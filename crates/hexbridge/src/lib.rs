//! # Hexbridge
//!
//! Server-side bridge between an in-memory hex-board game engine and a thin
//! web client.
//!
//! The bridge does three things for the page layer:
//!
//! - projects the live board into a snapshot document the client draws
//! - renders each player's chat log for the client to poll
//! - keeps track of which browser session plays which player
//!
//! It does not run the game, talk HTTP, or lay out pages.
//!
//! ## Quick Start
//!
//! ```rust
//! use std::sync::Arc;
//!
//! use hexbridge::prelude::*;
//!
//! # async fn demo() -> Result<(), HexbridgeError> {
//! let bridge = Bridge::builder().build();
//! let game = bridge.new_game(Arc::new(Board::from_tiles([
//!     Tile::new(0, 0, HexType::Wood, 8),
//! ])));
//!
//! let mut session = Session::new();
//! bridge.sign_in(&mut session, "ann")?;
//! bridge.join_game(&mut session, &game, "Ann", "", Some("red")).await?;
//!
//! let script = bridge.board_script(&session).await?;
//! assert!(script.is_some());
//! # Ok(())
//! # }
//! ```

mod bridge;
mod error;
mod player;

pub use bridge::{Bridge, BridgeBuilder, BridgeConfig};
pub use error::HexbridgeError;
pub use player::WebPlayer;

pub use hexbridge_engine as engine;
pub use hexbridge_protocol as protocol;
pub use hexbridge_session as session;
pub use hexbridge_view as view;

/// The types most page-layer code needs.
pub mod prelude {
    pub use crate::{Bridge, BridgeBuilder, BridgeConfig, HexbridgeError, WebPlayer};
    pub use hexbridge_engine::{
        Board, BoardView, Building, BuildingKind, EdgeCoord, GameAdmin,
        GameConfig, HexType, NodeCoord, PlayerInfo, Port, Resource, Road,
        Seat, Tile,
    };
    pub use hexbridge_protocol::{FeedSnapshot, RenderedMessage, SnapshotDocument};
    pub use hexbridge_session::{Session, User};
    pub use hexbridge_view::{ChatInput, ChatOutcome, FeedConfig, ProjectorConfig};
}
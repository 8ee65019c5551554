//! Wire protocol for hexbridge.
//!
//! This crate defines the documents the web client receives:
//!
//! - **Types** ([`SnapshotDocument`], [`RenderedMessage`], [`FeedSnapshot`],
//!   etc.): the structures that get serialized and shipped to the page.
//! - **Codec** ([`Codec`] trait, [`JsonCodec`]): how those documents are
//!   turned into bytes.
//! - **Script embedding** ([`script_assignment`]): how a document is
//!   injected into a page as `var name = {...};`.
//! - **Errors** ([`ProtocolError`]): what can go wrong while encoding.
//!
//! # Architecture
//!
//! The protocol layer knows nothing about boards, players, or sessions.
//! The view layer builds these documents; this crate only shapes and
//! serializes them.
//!
//! ```text
//! Engine (board graph) → View (projection) → Protocol (wire document)
//! ```

mod codec;
mod error;
mod types;

pub use codec::{script_assignment, Codec};
#[cfg(feature = "json")]
pub use codec::JsonCodec;
pub use error::ProtocolError;
pub use types::{
    BuildingEntry, BuildingType, EdgeEntry, FeedSnapshot, NodeEntry,
    PortEntry, RenderedMessage, ResourceName, RoadEntry, SnapshotDocument,
    TileEntry,
};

| PROBLEM DETAILS |
Copy every record exactly, leaving each line intact.

| EXERCISE OUTPUT |
filename crates/hexbridge/src/lib.rs
//! # Hexbridge
//!
//! Server-side bridge between an in-memory hex-board game engine and a thin
//! web client.
//!
//! The bridge does three things for the page layer:
//!
//! - projects the live board into a snapshot document the client draws
//! - renders each player's chat log for the client to poll
//! - keeps track of which browser session plays which player
//!
//! It does not run the game, talk HTTP, or lay out pages.
//!
//! ## Quick Start
//!
//! ```rust
//! use std::sync::Arc;
//!
//! use hexbridge::prelude::*;
//!
//! # async fn demo() -> Result<(), HexbridgeError> {
//! let bridge = Bridge::builder().build();
//! let game = bridge.new_game(Arc::new(Board::from_tiles([
//!     Tile::new(0, 0, HexType::Wood, 8),
//! ])));
//!
//! let mut session = Session::new();
//! bridge.sign_in(&mut session, "ann")?;
//! bridge.join_game(&mut session, &game, "Ann", "", Some("red")).await?;
//!
//! let script = bridge.board_script(&session).await?;
//! assert!(script.is_some());
//! # Ok(())
//! # }
//! ```

mod bridge;
mod error;
mod player;

pub use bridge::{Bridge, BridgeBuilder, BridgeConfig};
pub use error::HexbridgeError;
pub use player::WebPlayer;

pub use hexbridge_engine as engine;
pub use hexbridge_protocol as protocol;
pub use hexbridge_session as session;
pub use hexbridge_view as view;

/// The types most page-layer code needs.
pub mod prelude {
    pub use crate::{Bridge, BridgeBuilder, BridgeConfig, HexbridgeError, WebPlayer};
    pub use hexbridge_engine::{
        Board, BoardView, Building, BuildingKind, EdgeCoord, GameAdmin,
        GameConfig, HexType, NodeCoord, PlayerInfo, Port, Resource, Road,
        Seat, Tile,
    };
    pub use hexbridge_protocol::{FeedSnapshot, RenderedMessage, SnapshotDocument};
    pub use hexbridge_session::{Session, User};
    pub use hexbridge_view::{ChatInput, ChatOutcome, FeedConfig, ProjectorConfig};
}
repository 8ee65019c5551554
//! Wire protocol for hexbridge.
//!
//! This crate defines the documents the web client receives:
//!
//! - **Types** ([`SnapshotDocument`], [`RenderedMessage`], [`FeedSnapshot`],
//!   etc.): the structures that get serialized and shipped to the page.
//! - **Codec** ([`Codec`] trait, [`JsonCodec`]): how those documents are
//!   turned into bytes.
//! - **Script embedding** ([`script_assignment`]): how a document is
//!   injected into a page as `var name = {...};`.
//! - **Errors** ([`ProtocolError`]): what can go wrong while encoding.
//!
//! # Architecture
//!
//! The protocol layer knows nothing about boards, players, or sessions.
//! The view layer builds these documents; this crate only shapes and
//! serializes them.
//!
//! ```text
//! Engine (board graph) → View (projection) → Protocol (wire document)
//! ```

mod codec;
mod error;
mod types;

pub use codec::{script_assignment, Codec};
#[cfg(feature = "json")]
pub use codec::JsonCodec;
pub use error::ProtocolError;
pub use types::{
    BuildingEntry, BuildingType, EdgeEntry, FeedSnapshot, NodeEntry,
    PortEntry, RenderedMessage, ResourceName, RoadEntry, SnapshotDocument,
    TileEntry,
};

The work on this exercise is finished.